Around 1885, probably influenced by his friendships with Seurat and others, he began experimenting with Divisionist techniques, and he embraced Pointillism – one of the first artists to do so. By the next year, his works were fully Neo-impressionist. With Signac, he used pen and ink to create pointillist drawings. Dubois-Pillet's studio-apartment served as the unofficial Neo-impressionist headquarters during the movement's early years. Some of his pointillist work is composed with "photographic precision".
In 1886, he was ordered by the army to discontinue his participation in exhibiting his art, and to dissociate himself from Les Indépendants. Dubois-Pillet paid little attention to these orders. He remained active with Les Indépendants and continued to show his work, including regular Les Indépendants exhibits, an 1886 Nantes show, and participation in the 1888 and 1889 Les XX exhibitions in Brussels. His only solo exhibition during his lifetime was in 1888, at the offices of French symbolist journal Revue Indépendante. Some of his pointillist drawings were published in La Vie moderne in 1887.

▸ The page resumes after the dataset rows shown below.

//! Field operations and encodings for the zkp proof engine.
//!
//! This crate fixes the arithmetic foundation of the engine: the BLS12-381
//! scalar field, the `FieldLike` trait the constraint system is generic over,
//! and the canonical byte encoding used for public inputs and circuit
//! descriptors.

#![forbid(unsafe_code)]
#![deny(missing_docs)]

use ark_ff::PrimeField;
use ark_serialize::{CanonicalDeserialize, CanonicalSerialize, SerializationError};
use ark_std::UniformRand;
use std::fmt::{Debug, Display};

pub mod encoding;

pub use ark_bls12_381::Fr;
pub use encoding::{
    from_canonical_bytes, num_packed_elements, pack_bytes, to_canonical_bytes, ELEMENT_BYTES,
    PACKED_CHUNK_BYTES,
};

/// Alias for the default field used by the engine: BLS12-381 scalar field
pub type F = Fr;

/// Trait representing the field operations the constraint system needs.
///
/// Anything implementing `FieldLike` can be serialized canonically and
/// shared across threads, which the engine relies on when keys and
/// descriptors are handed to concurrent provers.
pub trait FieldLike:
    PrimeField + CanonicalSerialize + CanonicalDeserialize + Debug + Display + Send + Sync + 'static
{
    /// Generate a random field element
    fn random<R: rand::Rng + ?Sized>(rng: &mut R) -> Self {
        <Self as UniformRand>::rand(rng)
    }

    /// Convert from a u64 value
    fn from_u64(val: u64) -> Self {
        Self::from(val)
    }
}

impl FieldLike for Fr {}

/// Errors that can occur in field operations
#[derive(Debug, thiserror::Error)]
pub enum FieldError {
    /// Dimension mismatch in vector operations
    #[error("Dimension mismatch: left has {left} elements, right has {right} elements")]
    DimensionMismatch {
        /// Number of elements in left vector
        left: usize,
        /// Number of elements in right vector
        right: usize,
    },

    /// Encoded element has the wrong byte length
    #[error("Invalid element length: expected {expected} bytes, got {actual}")]
    InvalidLength {
        /// Expected encoding length
        expected: usize,
        /// Length that was supplied
        actual: usize,
    },

    /// Encoded element is not the canonical representative (>= modulus)
    #[error("Non-canonical field element encoding")]
    NonCanonical,

    /// Underlying arkworks serialization failure
    #[error("Serialization error: {0}")]
    Serialization(#[from] SerializationError),
}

Dubois-Pillet and Louis Hayet were the two Neo-impressionists who were most focused on the theoretical aspects and scientific basis of their art. Starting around 1887, Dubois-Pillet explored the science of color perception as it related to Pointillism by investigating the work of English polymath Thomas Young (1773–1829), who concluded that the eye has three color receptors, each sensitive to one of the primary colors of light (green, red, and violet). Dubois-Pillet applied Young's findings into a triad color theory which he referred to as passage, whereby a touch of pigment corresponding to each of the primary light colors is included in the passage from one hue to the next. Colors are scientifically decomposed by the artist, then they are recomposed in the viewer's eye, but with a greater luminosity than would have been possible if the colors had simply been mixed on the palette. How to apply his theory in practice wasn't entirely clear, and his fellow Neo-impressionists were not convinced.

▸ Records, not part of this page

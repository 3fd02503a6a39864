//! Fixture loading shared by the integration tests.

use std::fs;
use std::path::PathBuf;

use xthread_babel::model::Post;
use xthread_babel::source::fxtwitter::parse_saved;
use xthread_babel::source::memory::MemorySource;

pub fn fixture_path(name: &str) -> PathBuf {
    PathBuf::from(env!("CARGO_MANIFEST_DIR"))
        .join("tests")
        .join("fixtures")
        .join(name)
}

/// Raw contents of `tests/fixtures/<name>`.
pub fn fixture(name: &str) -> String {
    let path = fixture_path(name);
    fs::read_to_string(&path)
        .unwrap_or_else(|e| panic!("failed to read fixture {}: {e}", path.display()))
}

/// Posts of a saved API dump, in file order.
pub fn load_posts(name: &str) -> Vec<Post> {
    parse_saved(&fixture(name)).expect("fixture to parse")
}

/// The first post of a dump, plus a source holding every post of it.
pub fn load_source(name: &str) -> (Post, MemorySource) {
    let posts = load_posts(name);
    let start = posts.first().cloned().expect("fixture to hold a post");
    (start, MemorySource::with_posts(posts))
}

Neo-impressionism was often focused on depicting brilliant colors in natural light, and perhaps because of this, the subject matter most commonly consisted of outdoor scenes such as landscapes, cityscapes, seascapes, or river scenes. While Dubois-Pillet painted all of these, as well as still lifes, he also created the first portrait of the Neo-impressionist movement – La Dame à la Robe Blanche, a painting which depicts a woman, wearing a white dress, seated in an upholstered chair. The model's identity is unknown; exhibition curators tended to, at best, identify subjects by the initial of their last name. The Musée d'Art Moderne de Saint-Etienne refers to her as Madame P., but art critic Félix Fénéon called her Mademoiselle B.
In late 1889, Dubois-Pillet was transferred by the army to a post as commander of the gendarmerie in Le Puy-en-Velay, a south central French commune. His transfer may have been in response to his defying the orders to curtail his artistic activities.
The churches and landscapes of the surrounding Auvergne region are the subject matter of his final paintings. He died in Le Puy-en-Velay on 18 August 1890 at the age of 43 during an outbreak of smallpox. The following year, a memorial exhibition, organized by Signac and consisting of sixty-four of Dubois-Pillet's paintings, was mounted by Les Indépendants. Because of a fire which destroyed the majority of his work, as well as his rather early death, his extant oeuvre is relatively small.